建設業許可⑮建設業許可の種類XⅣ 

建設業許可⑮回目の今回は、『建具工事』と『水道施設工事』の2業種の説明です。

(1)建具工事(建具工事業)に該当するのは、
工作物に木製又は金属製の建具等を取り付ける工事のことで、『建具工事』は仕上工事のひとつとされています、一般的には『内装仕上工事』の後に行われることが多いようです。具体的には、金属製建具取付け工事、サッシ取付け工事、金属製カーテンウォール取付け工事、シャッター取付け工事、自動ドアー取付け工事、木製建具取付け工事、ふすま工事などが該当します。
『建具工事』で他工事との境界は『建設業許可事務ガイドライン』では規定されていることはありませんが、一つ注意するのであれば『ガラス工事』です、「窓ガラス」の取付けは『ガラス工事』ですが、サッシなどの「窓枠」を取付けるのは『建具工事』になるということです。

(2)水道施設工事(水道施設工事業)に該当するのは、
上水道、工業用水道等のための取水、浄水、配水等の施設を築造する工事又は公共下水道若しくは流域下水道の処理設備を設置する工事のことで、具体的には、取水施設工事、浄化施設工事、配水施設工事、下水処理設備工事などが該当します。水道と聞くと、家やビルの上下水道の配管工事を思い浮かべたと思いますが、『水道施設工事』というのは、主に浄水場とか下水処理設備の工事のことをいいます。

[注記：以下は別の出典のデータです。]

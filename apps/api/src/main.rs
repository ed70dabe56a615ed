mod ai_config;
mod auth;
mod config;
mod db;
mod directory;
mod errors;
mod extract;
mod generation;
mod llm_client;
mod models;
mod rate_limit;
mod routes;
mod sandbox;
mod state;
mod users;
mod vibecode;

use std::net::SocketAddr;
use std::sync::Arc;
use std::time::Duration;

use anyhow::Result;
use tower_http::{cors::CorsLayer, trace::TraceLayer};
use tracing::info;
use tracing_subscriber::{layer::SubscriberExt, util::SubscriberInitExt, EnvFilter};

use crate::ai_config::store::PgConfigStore;
use crate::config::Config;
use crate::db::create_pool;
use crate::llm_client::LlmClient;
use crate::rate_limit::RateLimiter;
use crate::routes::build_router;
use crate::state::AppState;

#[tokio::main]
async fn main() -> Result<()> {
    let config = Config::from_env()?;

    tracing_subscriber::registry()
        .with(EnvFilter::try_from_default_env().unwrap_or_else(|_| {
            EnvFilter::new(format!("{}={}", env!("CARGO_CRATE_NAME"), &config.rust_log))
        }))
        .with(tracing_subscriber::fmt::layer())
        .init();

    info!("Starting Shadway API v{}", env!("CARGO_PKG_VERSION"));

    let db = create_pool(&config.database_url).await?;

    let llm = LlmClient::new(config.llm_api_key.clone(), config.llm_api_url.clone())?;
    info!("LLM client initialized (gateway: {})", config.llm_api_url);

    // Admin-edited AI settings live in Postgres next to everything else
    let config_store = Arc::new(PgConfigStore::new(db.clone()));

    let rate_limiter = Arc::new(RateLimiter::new(
        config.rate_limit_max,
        Duration::from_secs(config.rate_limit_window_secs),
    ));
    info!(
        "Generation rate limit: {} requests per {}s per client",
        config.rate_limit_max, config.rate_limit_window_secs
    );

    let state = AppState {
        db,
        llm,
        config: config.clone(),
        config_store,
        rate_limiter,
    };

    let app = build_router(state)
        .layer(TraceLayer::new_for_http())
        .layer(CorsLayer::permissive());

    let addr: SocketAddr = format!("0.0.0.0:{}", config.port).parse()?;
    info!("Listening on {addr}");

    let listener = tokio::net::TcpListener::bind(addr).await?;
    // Peer addresses key the rate limiter when no proxy headers are present
    axum::serve(
        listener,
        app.into_make_service_with_connect_info::<SocketAddr>(),
    )
    .await?;

    Ok(())
}
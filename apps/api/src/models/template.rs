use chrono::{DateTime, Utc};
use serde::{Deserialize, Serialize};
use sqlx::FromRow;
use uuid::Uuid;

#[derive(Debug, Clone, Serialize, Deserialize, FromRow)]
pub struct TemplateRow {
    pub id: Uuid,
    pub title: String,
    pub description: String,
    pub url: String,
    pub preview_url: Option<String>,
    pub image_url: Option<String>,
    pub category: Option<String>,
    pub tags: Vec<String>,
    pub price_cents: Option<i32>,
    pub sequence: i32,
    pub created_at: DateTime<Utc>,
    pub updated_at: DateTime<Utc>,
}
use anyhow::{Context, Result};

use crate::llm_client::DEFAULT_API_URL;

/// Application configuration loaded from environment variables.
/// Fails at startup if required variables are missing.
#[derive(Debug, Clone)]
pub struct Config {
    pub database_url: String,
    pub llm_api_key: String,
    pub llm_api_url: String,
    pub ai: AiDefaults,
    pub site_url: String,
    pub port: u16,
    pub rust_log: String,
    pub rate_limit_max: u32,
    pub rate_limit_window_secs: u64,
    pub session_ttl_hours: i64,
}

/// Environment-level fallbacks for the AI settings stored in `ai_config`.
#[derive(Debug, Clone, Default)]
pub struct AiDefaults {
    pub model: Option<String>,
    pub system_prompt: Option<String>,
}

impl Config {
    pub fn from_env() -> Result<Self> {
        dotenvy::dotenv().ok(); // load .env if present; ignore if missing

        Ok(Config {
            database_url: require_env("DATABASE_URL")?,
            llm_api_key: require_env("LLM_API_KEY")?,
            llm_api_url: std::env::var("LLM_API_URL")
                .unwrap_or_else(|_| DEFAULT_API_URL.to_string()),
            ai: AiDefaults {
                model: optional_env("AI_MODEL"),
                system_prompt: optional_env("SYSTEM_PROMPT"),
            },
            site_url: std::env::var("SITE_URL")
                .unwrap_or_else(|_| "http://localhost:3000".to_string())
                .trim_end_matches('/')
                .to_string(),
            port: parse_env("PORT", 8080)?,
            rust_log: std::env::var("RUST_LOG").unwrap_or_else(|_| "info".to_string()),
            rate_limit_max: parse_env("RATE_LIMIT_MAX", 10)?,
            rate_limit_window_secs: parse_env("RATE_LIMIT_WINDOW_SECS", 60)?,
            session_ttl_hours: parse_env("SESSION_TTL_HOURS", 24 * 7)?,
        })
    }
}

fn require_env(key: &str) -> Result<String> {
    std::env::var(key).with_context(|| format!("Required environment variable '{key}' is not set"))
}

/// Treats an empty or whitespace-only variable as unset.
fn optional_env(key: &str) -> Option<String> {
    std::env::var(key)
        .ok()
        .map(|v| v.trim().to_string())
        .filter(|v| !v.is_empty())
}

fn parse_env<T>(key: &str, default: T) -> Result<T>
where
    T: std::str::FromStr,
    T::Err: std::error::Error + Send + Sync + 'static,
{
    match std::env::var(key) {
        Ok(raw) => raw
            .trim()
            .parse::<T>()
            .with_context(|| format!("{key} must be a valid number")),
        Err(_) => Ok(default),
    }
}

#[cfg(test)]
impl Config {
    pub fn for_tests() -> Self {
        Config {
            database_url: "postgres://localhost/shadway_test".to_string(),
            llm_api_key: "test-key".to_string(),
            llm_api_url: "http://127.0.0.1:9/v1/chat/completions".to_string(),
            ai: AiDefaults::default(),
            site_url: "http://localhost:3000".to_string(),
            port: 0,
            rust_log: "debug".to_string(),
            rate_limit_max: 3,
            rate_limit_window_secs: 60,
            session_ttl_hours: 1,
        }
    }
}
//! Runtime AI settings: the active model id and the generator system prompt.
//!
//! Resolution order is store → environment → built-in default. Nothing is
//! cached, every request re-reads the store. Store failures are logged and
//! treated as "not set" so generation keeps working on the fallbacks.

pub mod handlers;
pub mod store;

use serde::Serialize;
use tracing::warn;

use crate::config::AiDefaults;
use crate::errors::AppError;
use crate::generation::prompts::DEFAULT_SYSTEM_PROMPT;
use store::{ConfigKey, ConfigStore};

pub const DEFAULT_MODEL: &str = "deepseek/deepseek-v3.2-exp";

const FREE_SUFFIX: &str = ":free";

/// Model ids retired by the gateway, mapped to their replacement.
const MODEL_ALIASES: &[(&str, &str)] = &[("deepseek/deepseek-v3.2", "deepseek/deepseek-v3.2-exp")];

#[derive(Debug, Clone, Copy, PartialEq, Eq, Serialize)]
#[serde(rename_all = "snake_case")]
pub enum SettingSource {
    Db,
    Env,
    Default,
}

#[derive(Debug, Clone, PartialEq, Eq)]
pub struct ResolvedSetting {
    pub value: String,
    pub source: SettingSource,
}

/// Strips the legacy `:free` suffix, then remaps retired ids.
/// Anything else passes through untouched, whitespace included.
pub fn normalize_model_id(raw: &str) -> String {
    let base = raw.strip_suffix(FREE_SUFFIX).unwrap_or(raw);
    MODEL_ALIASES
        .iter()
        .find(|(old, _)| *old == base)
        .map(|(_, new)| (*new).to_string())
        .unwrap_or_else(|| base.to_string())
}

async fn read_value(store: &dyn ConfigStore, key: ConfigKey) -> Option<String> {
    match store.get(key).await {
        Ok(row) => row.map(|r| r.value).filter(|v| !v.trim().is_empty()),
        Err(e) => {
            warn!("Failed to read {} from config store, using fallback: {e:#}", key.as_str());
            None
        }
    }
}

pub async fn resolve_model(store: &dyn ConfigStore, defaults: &AiDefaults) -> ResolvedSetting {
    if let Some(value) = read_value(store, ConfigKey::AiModel).await {
        return ResolvedSetting {
            value: normalize_model_id(&value),
            source: SettingSource::Db,
        };
    }
    match &defaults.model {
        Some(env_model) => ResolvedSetting {
            value: normalize_model_id(env_model),
            source: SettingSource::Env,
        },
        None => ResolvedSetting {
            value: DEFAULT_MODEL.to_string(),
            source: SettingSource::Default,
        },
    }
}

pub async fn resolve_system_prompt(
    store: &dyn ConfigStore,
    defaults: &AiDefaults,
) -> ResolvedSetting {
    if let Some(value) = read_value(store, ConfigKey::SystemPrompt).await {
        return ResolvedSetting {
            value,
            source: SettingSource::Db,
        };
    }
    match &defaults.system_prompt {
        Some(prompt) => ResolvedSetting {
            value: prompt.clone(),
            source: SettingSource::Env,
        },
        None => ResolvedSetting {
            value: DEFAULT_SYSTEM_PROMPT.to_string(),
            source: SettingSource::Default,
        },
    }
}

/// Validates and stores a new model id. The normalized id is what gets persisted.
pub async fn save_model(store: &dyn ConfigStore, raw: &str) -> Result<String, AppError> {
    let model = normalize_model_id(raw.trim());
    if model.is_empty() {
        return Err(AppError::Validation("model is required".to_string()));
    }
    if model.chars().any(char::is_whitespace) {
        return Err(AppError::Validation(
            "model must not contain whitespace".to_string(),
        ));
    }
    let row = store.upsert(ConfigKey::AiModel, &model).await?;
    Ok(row.value)
}

pub async fn save_system_prompt(store: &dyn ConfigStore, raw: &str) -> Result<String, AppError> {
    let prompt = raw.trim();
    if prompt.is_empty() {
        return Err(AppError::Validation("prompt is required".to_string()));
    }
    let row = store.upsert(ConfigKey::SystemPrompt, prompt).await?;
    Ok(row.value)
}

#[cfg(test)]
mod tests {
    use super::store::MemoryConfigStore;
    use super::*;

    #[test]
    fn test_normalize_model_id_table() {
        let cases = [
            ("deepseek/deepseek-v3.2", "deepseek/deepseek-v3.2-exp"),
            ("deepseek/deepseek-v3.2:free", "deepseek/deepseek-v3.2-exp"),
            ("openai/gpt-4o:free", "openai/gpt-4o"),
            ("openai/gpt-4o", "openai/gpt-4o"),
            ("deepseek/deepseek-v3.2-exp", "deepseek/deepseek-v3.2-exp"),
            ("anthropic/claude-sonnet-4.5", "anthropic/claude-sonnet-4.5"),
            ("x/free-model", "x/free-model"),
            (" openai/gpt-4o ", " openai/gpt-4o "),
        ];
        for (input, expected) in cases {
            assert_eq!(normalize_model_id(input), expected, "input: {input}");
        }
    }

    #[tokio::test]
    async fn test_save_model_trims_before_normalizing() {
        let store = MemoryConfigStore::default();
        let saved = save_model(&store, "  openai/gpt-4o:free \n").await.unwrap();
        assert_eq!(saved, "openai/gpt-4o");
    }

    #[tokio::test]
    async fn test_resolve_model_falls_back_to_default() {
        let store = MemoryConfigStore::default();
        let resolved = resolve_model(&store, &AiDefaults::default()).await;
        assert_eq!(resolved.value, DEFAULT_MODEL);
        assert_eq!(resolved.source, SettingSource::Default);
    }

    #[tokio::test]
    async fn test_resolve_model_uses_env_before_default() {
        let store = MemoryConfigStore::default();
        let defaults = AiDefaults {
            model: Some("qwen/qwen3-coder:free".to_string()),
            system_prompt: None,
        };
        let resolved = resolve_model(&store, &defaults).await;
        assert_eq!(resolved.value, "qwen/qwen3-coder");
        assert_eq!(resolved.source, SettingSource::Env);
    }

    #[tokio::test]
    async fn test_save_then_resolve_returns_normalized_db_value() {
        let store = MemoryConfigStore::default();
        let saved = save_model(&store, "openai/gpt-4o:free").await.unwrap();
        assert_eq!(saved, "openai/gpt-4o");

        let resolved = resolve_model(&store, &AiDefaults::default()).await;
        assert_eq!(resolved.value, "openai/gpt-4o");
        assert_eq!(resolved.source, SettingSource::Db);
    }

    #[tokio::test]
    async fn test_resolve_normalizes_legacy_stored_value() {
        let store = MemoryConfigStore::default();
        store
            .upsert(ConfigKey::AiModel, "deepseek/deepseek-v3.2")
            .await
            .unwrap();
        let resolved = resolve_model(&store, &AiDefaults::default()).await;
        assert_eq!(resolved.value, "deepseek/deepseek-v3.2-exp");
    }

    #[tokio::test]
    async fn test_resolve_is_idempotent_without_writes() {
        let store = MemoryConfigStore::default();
        save_model(&store, "mistralai/devstral").await.unwrap();
        let first = resolve_model(&store, &AiDefaults::default()).await;
        let second = resolve_model(&store, &AiDefaults::default()).await;
        assert_eq!(first, second);
    }

    #[tokio::test]
    async fn test_store_failure_is_swallowed() {
        let store = MemoryConfigStore::default();
        save_model(&store, "openai/gpt-4o").await.unwrap();
        store.fail();
        let defaults = AiDefaults {
            model: Some("env/model".to_string()),
            system_prompt: None,
        };
        let resolved = resolve_model(&store, &defaults).await;
        assert_eq!(resolved.value, "env/model");
        assert_eq!(resolved.source, SettingSource::Env);
    }

    #[tokio::test]
    async fn test_save_model_rejects_blank() {
        let store = MemoryConfigStore::default();
        assert!(matches!(
            save_model(&store, "   ").await,
            Err(AppError::Validation(_))
        ));
        assert!(matches!(
            save_model(&store, ":free").await,
            Err(AppError::Validation(_))
        ));
    }

    #[tokio::test]
    async fn test_system_prompt_default_and_override() {
        let store = MemoryConfigStore::default();
        let resolved = resolve_system_prompt(&store, &AiDefaults::default()).await;
        assert_eq!(resolved.source, SettingSource::Default);
        assert_eq!(resolved.value, DEFAULT_SYSTEM_PROMPT);

        save_system_prompt(&store, "  Only output Svelte.  ").await.unwrap();
        let resolved = resolve_system_prompt(&store, &AiDefaults::default()).await;
        assert_eq!(resolved.value, "Only output Svelte.");
        assert_eq!(resolved.source, SettingSource::Db);
    }
}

上記した具体的な工事の内容を説明すると『水道施設工事』がよりイメージ出来ると思います。
・取水施設工事…河川などの水源から原水を取り入れる(取水)施設の工事。
・浄化施設工事…取水した原水を飲用に適するように処理(浄化)をする施設の工事。
・配水施設工事…飲用水を人々に供給するために、飲用水を配水管へ送り込む(配水)施設の工事。
・下水処理設備工事…下水に流れた汚水を浄化処理して河川などに戻す施設の工事。
『水道施設工事』と他工事との境界の考え方は『建設業許可事務ガイドライン』に規定されていますので下記にまとめて明記しておきます。

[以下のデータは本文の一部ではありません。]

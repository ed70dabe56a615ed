use axum::{
    extract::rejection::JsonRejection,
    http::StatusCode,
    response::{IntoResponse, Response},
    Json,
};
use serde_json::json;
use thiserror::Error;

use crate::llm_client::LlmError;

/// Application-level error type.
/// Implements `IntoResponse` so Axum handlers can return `Result<T, AppError>`.
#[derive(Debug, Error)]
pub enum AppError {
    #[error("Not found: {0}")]
    NotFound(String),

    #[error("Validation error: {0}")]
    Validation(String),

    #[error("Conflict: {0}")]
    Conflict(String),

    #[error("Unauthorized")]
    Unauthorized,

    #[error("Rate limited, retry after {retry_after_secs}s")]
    RateLimited { retry_after_secs: u64 },

    #[error("Database error: {0}")]
    Database(#[from] sqlx::Error),

    /// The LLM gateway answered with a non-2xx status; relayed to the client as-is.
    #[error("Upstream error (status {status}): {message}")]
    Upstream { status: u16, message: String },

    #[error("LLM error: {0}")]
    Llm(String),

    #[error("Internal server error: {0}")]
    Internal(#[from] anyhow::Error),
}

impl AppError {
    /// Maps a unique-constraint violation to `Conflict`, everything else to `Database`.
    pub fn from_insert(e: sqlx::Error, conflict_message: &str) -> Self {
        if let sqlx::Error::Database(db_err) = &e {
            if db_err.is_unique_violation() {
                return AppError::Conflict(conflict_message.to_string());
            }
        }
        AppError::Database(e)
    }
}

impl From<LlmError> for AppError {
    fn from(e: LlmError) -> Self {
        match e {
            LlmError::Api { status, message } => AppError::Upstream { status, message },
            other => AppError::Llm(other.to_string()),
        }
    }
}

impl From<JsonRejection> for AppError {
    fn from(rejection: JsonRejection) -> Self {
        AppError::Validation(rejection.body_text())
    }
}

impl IntoResponse for AppError {
    fn into_response(self) -> Response {
        let (status, code, message) = match &self {
            AppError::NotFound(msg) => (StatusCode::NOT_FOUND, "NOT_FOUND", msg.clone()),
            AppError::Validation(msg) => (StatusCode::BAD_REQUEST, "VALIDATION_ERROR", msg.clone()),
            AppError::Conflict(msg) => (StatusCode::CONFLICT, "CONFLICT", msg.clone()),
            AppError::Unauthorized => (
                StatusCode::UNAUTHORIZED,
                "UNAUTHORIZED",
                "Authentication required".to_string(),
            ),
            AppError::RateLimited { retry_after_secs } => (
                StatusCode::TOO_MANY_REQUESTS,
                "RATE_LIMITED",
                format!("Too many requests, retry in {retry_after_secs}s"),
            ),
            AppError::Database(e) => {
                tracing::error!("Database error: {e}");
                (
                    StatusCode::INTERNAL_SERVER_ERROR,
                    "DATABASE_ERROR",
                    "A database error occurred".to_string(),
                )
            }
            AppError::Upstream { status, message } => {
                tracing::warn!("LLM gateway returned {status}: {message}");
                (
                    StatusCode::from_u16(*status).unwrap_or(StatusCode::BAD_GATEWAY),
                    "UPSTREAM_ERROR",
                    message.clone(),
                )
            }
            AppError::Llm(msg) => {
                tracing::error!("LLM error: {msg}");
                (
                    StatusCode::BAD_GATEWAY,
                    "LLM_ERROR",
                    "The AI service could not be reached".to_string(),
                )
            }
            AppError::Internal(e) => {
                tracing::error!("Internal error: {e:?}");
                (
                    StatusCode::INTERNAL_SERVER_ERROR,
                    "INTERNAL_ERROR",
                    "An internal server error occurred".to_string(),
                )
            }
        };

        let mut body = json!({
            "error": {
                "code": code,
                "message": message
            }
        });
        if let AppError::RateLimited { retry_after_secs } = &self {
            body["error"]["retry_after_secs"] = json!(retry_after_secs);
        }

        (status, Json(body)).into_response()
    }
}

#[cfg(test)]
mod tests {
    use super::*;

    #[test]
    fn test_validation_maps_to_400() {
        let resp = AppError::Validation("name is required".into()).into_response();
        assert_eq!(resp.status(), StatusCode::BAD_REQUEST);
    }

    #[test]
    fn test_upstream_status_is_relayed() {
        let err: AppError = LlmError::Api {
            status: 402,
            message: "Insufficient credits".into(),
        }
        .into();
        assert_eq!(err.into_response().status(), StatusCode::PAYMENT_REQUIRED);
    }

    #[test]
    fn test_invalid_upstream_status_falls_back_to_bad_gateway() {
        let resp = AppError::Upstream {
            status: 42,
            message: "weird".into(),
        }
        .into_response();
        assert_eq!(resp.status(), StatusCode::BAD_GATEWAY);
    }

    #[test]
    fn test_rate_limited_maps_to_429() {
        let resp = AppError::RateLimited {
            retry_after_secs: 30,
        }
        .into_response();
        assert_eq!(resp.status(), StatusCode::TOO_MANY_REQUESTS);
    }
}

①上下水道に関する施設の建設工事における『土木一式工事』・『管工事』及び『水道施設工事』間の区分の考え方は、
・『土木一式工事』…公道下等の下水道の配管工事及び下水処理場及び下水処理場自体の敷地造成工事のこと。
・『管工事』…家屋その他の施設の敷地内の配管工事及び上水道等の配水小管を設置する工事のこと。

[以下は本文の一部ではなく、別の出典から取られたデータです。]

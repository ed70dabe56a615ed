//! Axum route handlers for the generation API.

use axum::{extract::State, response::Response, Json};
use serde::{Deserialize, Serialize};
use tracing::{debug, info};

use crate::ai_config::{resolve_model, resolve_system_prompt};
use crate::errors::AppError;
use crate::extract::{ApiJson, ClientIp};
use crate::generation::assembler::assemble_messages;
use crate::generation::prompts::{with_output_contract, CHATBOT_SYSTEM_PROMPT};
use crate::generation::relay::{chat_frames_response, plain_text_response};
use crate::generation::suggestions::{
    generate_suggestions, random_seeds, LlmSuggestionSource, MIN_SUGGESTIONS,
};
use crate::llm_client::{ChatMessage, Role};
use crate::state::AppState;

// ────────────────────────────────────────────────────────────────────────────
// Request / Response types
// ────────────────────────────────────────────────────────────────────────────

#[derive(Debug, Deserialize)]
pub struct GenerateComponentRequest {
    #[serde(default)]
    pub prompt: String,
    #[serde(default)]
    pub history: Vec<ChatMessage>,
    #[serde(default)]
    pub context: Option<String>,
}

#[derive(Debug, Deserialize)]
pub struct ChatbotRequest {
    #[serde(default)]
    pub messages: Vec<ChatMessage>,
}

#[derive(Debug, Default, Deserialize)]
pub struct SuggestionsRequest {
    pub count: Option<usize>,
}

#[derive(Debug, Serialize)]
pub struct SuggestionsResponse {
    pub suggestions: Vec<String>,
}

impl GenerateComponentRequest {
    pub fn validate(&self) -> Result<&str, AppError> {
        let prompt = self.prompt.trim();
        if prompt.is_empty() {
            return Err(AppError::Validation("prompt cannot be empty".to_string()));
        }
        if self.history.iter().any(|m| m.role == Role::System) {
            return Err(AppError::Validation(
                "history may only contain user and assistant messages".to_string(),
            ));
        }
        Ok(prompt)
    }
}

impl ChatbotRequest {
    pub fn validate(&self) -> Result<(), AppError> {
        match self.messages.last() {
            None => Err(AppError::Validation("messages cannot be empty".to_string())),
            Some(last) if last.role != Role::User => Err(AppError::Validation(
                "the last message must come from the user".to_string(),
            )),
            Some(_) if self.messages.iter().any(|m| m.role == Role::System) => Err(
                AppError::Validation("system messages are not accepted".to_string()),
            ),
            Some(last) if last.content.trim().is_empty() => {
                Err(AppError::Validation("the last message is empty".to_string()))
            }
            Some(_) => Ok(()),
        }
    }
}

// ────────────────────────────────────────────────────────────────────────────
// Handlers
// ────────────────────────────────────────────────────────────────────────────

/// POST /api/generate-component
///
/// Streams the generated component as raw text in the file-tag format.
/// Upstream errors before the first byte are relayed with their status.
pub async fn handle_generate_component(
    State(state): State<AppState>,
    ClientIp(ip): ClientIp,
    ApiJson(request): ApiJson<GenerateComponentRequest>,
) -> Result<Response, AppError> {
    state.rate_limiter.check(&ip)?;
    let prompt = request.validate()?;

    let model = resolve_model(state.config_store.as_ref(), &state.config.ai).await;
    let system = resolve_system_prompt(state.config_store.as_ref(), &state.config.ai).await;
    debug!(
        "Generating for {ip} with model {} ({:?}), prompt from {:?}",
        model.value, model.source, system.source
    );

    let messages = assemble_messages(
        &with_output_contract(&system.value),
        request.context.as_deref(),
        &request.history,
        prompt,
    );

    info!(
        "Requesting component from {} ({} messages)",
        model.value,
        messages.len()
    );
    let deltas = state.llm.stream(&model.value, &messages).await?;
    plain_text_response(deltas, "generate-component")
}

/// POST /api/chatbot
///
/// Line-prefixed stream of content and reasoning frames.
pub async fn handle_chatbot(
    State(state): State<AppState>,
    ClientIp(ip): ClientIp,
    ApiJson(request): ApiJson<ChatbotRequest>,
) -> Result<Response, AppError> {
    state.rate_limiter.check(&ip)?;
    request.validate()?;

    let model = resolve_model(state.config_store.as_ref(), &state.config.ai).await;

    let mut messages = Vec::with_capacity(request.messages.len() + 1);
    messages.push(ChatMessage::system(CHATBOT_SYSTEM_PROMPT));
    messages.extend(request.messages);

    info!("Chatbot turn with {} messages on {}", messages.len(), model.value);
    let deltas = state.llm.stream(&model.value, &messages).await?;
    chat_frames_response(deltas)
}

/// POST /api/generate-suggestions
///
/// Never fails on LLM errors: missing suggestions are filled with fallbacks.
pub async fn handle_generate_suggestions(
    State(state): State<AppState>,
    ClientIp(ip): ClientIp,
    body: Option<ApiJson<SuggestionsRequest>>,
) -> Result<Json<SuggestionsResponse>, AppError> {
    state.rate_limiter.check(&ip)?;

    let count = body
        .and_then(|ApiJson(req)| req.count)
        .unwrap_or(MIN_SUGGESTIONS);

    let model = resolve_model(state.config_store.as_ref(), &state.config.ai).await;
    let source = LlmSuggestionSource {
        llm: &state.llm,
        model: &model.value,
    };
    let (first_seed, retry_seed) = random_seeds();
    let suggestions = generate_suggestions(&source, count, first_seed, retry_seed).await;

    Ok(Json(SuggestionsResponse { suggestions }))
}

・『水道施設工事』…上水道等の取水、浄化、配水等の施設及び下水処理場内の処理設備を築造、設置する工事のこと。
②農業用水道、かんがい用排水施設等の建設工事は『水道施設工事』ではなく『土木一式工事』に該当します。
③し尿処理に関する施設の建設工事における『管工事』・『水道施設工事』及び『清掃施設工事』間の区分の考え方は、
・『管工事』…規模に大小を問わず浄化槽(合併処理槽を含む)によりし尿を処理する施設の建設工事のこと。
・『水道施設工事』…公共団体が設置するもので下水道により収集された汚水を処理する施設の建設工事のこと。
・『清掃施設工事』…公共団体が設置するもので汲取方式により収集されたし尿を処理する施設の建設工事のこと。

ブレイクタイム
本日でてきました『上水道・下水道』の違いを簡単に説明しておきます。
下水道とは、下水を排除するためのもので、上水道とは、一般的に飲料可能な水道のことです。もう少し掘り下げて言うと、下水道とは、下水を排除するために設置される施設総称のことで、配水管等、取水施設、浄水施設、配水施設等から構成されています、単に下水の通る下水管だけをさしているわけではないのです。
上水道は、一般的に飲料可能な水の公共的な供給設備を指しているのです。